Copacabana is a beautiful little town on the shores of Lago Titicaca. Arriving here from Puno’s noisy, confusing streets is an absolute bliss.

As soon as we’ve said goodbye to our travel companions from New Zealand, Jessie and Luke, we are picked up by a taxi driver who has his daughter sitting next to him in the front seat. It’ll cost us 10 bolivianos for him to take us to our hotel, hotel Ukumi. When we get there I realise we could’ve easily walked and maybe 10 bolivianos is a bit much. But in this case I am just happy that we got there painlessly. A doesn’t enjoy walking with her backpack and she walks painfully slow, so that my backpack feels like it weighs a ton after only a few minuts.

It is different travelling with a child than travelling on your own or with other adults.
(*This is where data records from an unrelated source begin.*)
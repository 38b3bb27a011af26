//! Source position tracking for lexer output.
//!
//! The lexer hands every consumed span to a [`PositionTracker`], which turns
//! it into a [`Token`] carrying zero-based (row, col) start/end coordinates.
//! Rows and columns advance by counting newline-delimited segments within the
//! consumed content: every newline crossed bumps the row and resets the column
//! to 0, and the final segment's length accumulates onto the column. `\r\n`,
//! `\r` and `\n` each count as a single newline.

use serde::{Deserialize, Serialize};

/// A zero-based (row, col) coordinate into the source text.
#[derive(Debug, Clone, Copy, Default, PartialEq, Eq, Serialize, Deserialize)]
pub struct Pos {
    pub row: usize,
    pub col: usize,
}

impl Pos {
    pub fn new(row: usize, col: usize) -> Self {
        Self { row, col }
    }
}

/// One matched span of source text with its start/end coordinates.
///
/// Tokens are immutable once produced; `end` is the position just past the
/// last character of `content`.
#[derive(Debug, Clone, PartialEq, Eq, Serialize, Deserialize)]
pub struct Token {
    pub content: String,
    pub start: Pos,
    pub end: Pos,
}

/// Stateful row/col counter that converts consumed spans into tokens.
///
/// The tracker is the only stateful piece of position handling: it remembers
/// where the previous span ended so consecutive [`advance`](Self::advance)
/// calls produce contiguous coordinates.
#[derive(Debug, Default)]
pub struct PositionTracker {
    row: usize,
    col: usize,
}

impl PositionTracker {
    pub fn new() -> Self {
        Self::default()
    }

    /// Consumes `content` and returns its token, advancing the tracker to the
    /// position just past it.
    pub fn advance(&mut self, content: &str) -> Token {
        let start = Pos::new(self.row, self.col);

        let (newlines, last_segment_len) = measure(content);
        if newlines > 0 {
            self.row += newlines;
            self.col = 0;
        }
        self.col += last_segment_len;

        Token {
            content: content.to_string(),
            start,
            end: Pos::new(self.row, self.col),
        }
    }

    /// Rewinds to the origin; required between independent inputs.
    pub fn reset(&mut self) {
        self.row = 0;
        self.col = 0;
    }
}

/// Counts newlines in `content` and the char length of the segment after the
/// last newline. `\r\n` is one newline, as are lone `\r` and `\n`.
fn measure(content: &str) -> (usize, usize) {
    let mut newlines = 0;
    let mut last_segment_len = 0;
    let mut chars = content.chars().peekable();

    while let Some(c) = chars.next() {
        match c {
            '\r' => {
                if chars.peek() == Some(&'\n') {
                    chars.next();
                }
                newlines += 1;
                last_segment_len = 0;
            }
            '\n' => {
                newlines += 1;
                last_segment_len = 0;
            }
            _ => last_segment_len += 1,
        }
    }

    (newlines, last_segment_len)
}

#[cfg(test)]
mod tests {
    use super::*;
    use rstest::rstest;

    #[test]
    fn test_single_line_advance() {
        let mut tracker = PositionTracker::new();
        let token = tracker.advance("hello");
        assert_eq!(token.content, "hello");
        assert_eq!(token.start, Pos::new(0, 0));
        assert_eq!(token.end, Pos::new(0, 5));

        let token = tracker.advance("  ");
        assert_eq!(token.start, Pos::new(0, 5));
        assert_eq!(token.end, Pos::new(0, 7));
    }

    #[test]
    fn test_newline_resets_column() {
        let mut tracker = PositionTracker::new();
        let token = tracker.advance("ab\ncd");
        assert_eq!(token.start, Pos::new(0, 0));
        assert_eq!(token.end, Pos::new(1, 2));

        let token = tracker.advance("e");
        assert_eq!(token.start, Pos::new(1, 2));
        assert_eq!(token.end, Pos::new(1, 3));
    }

    #[rstest]
    #[case("a\nb", 1)]
    #[case("a\rb", 1)]
    #[case("a\r\nb", 1)]
    #[case("a\n\rb", 2)]
    #[case("a\r\n\nb", 2)]
    fn test_newline_flavors(#[case] content: &str, #[case] expected_rows: usize) {
        let mut tracker = PositionTracker::new();
        let token = tracker.advance(content);
        assert_eq!(token.end.row, expected_rows);
        assert_eq!(token.end.col, 1);
    }

    #[test]
    fn test_trailing_newline_lands_on_next_row() {
        let mut tracker = PositionTracker::new();
        let token = tracker.advance("ab\n");
        assert_eq!(token.end, Pos::new(1, 0));
    }

    #[test]
    fn test_reset() {
        let mut tracker = PositionTracker::new();
        tracker.advance("a\nbc");
        tracker.reset();
        let token = tracker.advance("x");
        assert_eq!(token.start, Pos::new(0, 0));
    }
}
Things are slower, things take longer, things are more complicated. You don’t get to follow your own whims all the time. It is of course like any other part of life when you have children. Things are just not the way you may have thought they would be. EVERYTHING changes.

Travelling with a child is also magic, wonder, surprise, love, happy memories, tears, frustration, dissatisfaction with yourself, anxiety, joy, excitement and so many other things. Seeing the world through A’s eyes is for me a gift that noone else could have given me.

No matter how wonderful Copacabana is we can’t stay long. It is too expensive for our budget. Two nights cost me more than 50 USD. But our room is so NICE. Two big beds, a heater, no traffick noise, a view of the beach and a mountain, wi-fi that mostly works if you’re persistent, friendly staff, and lovely hot showers.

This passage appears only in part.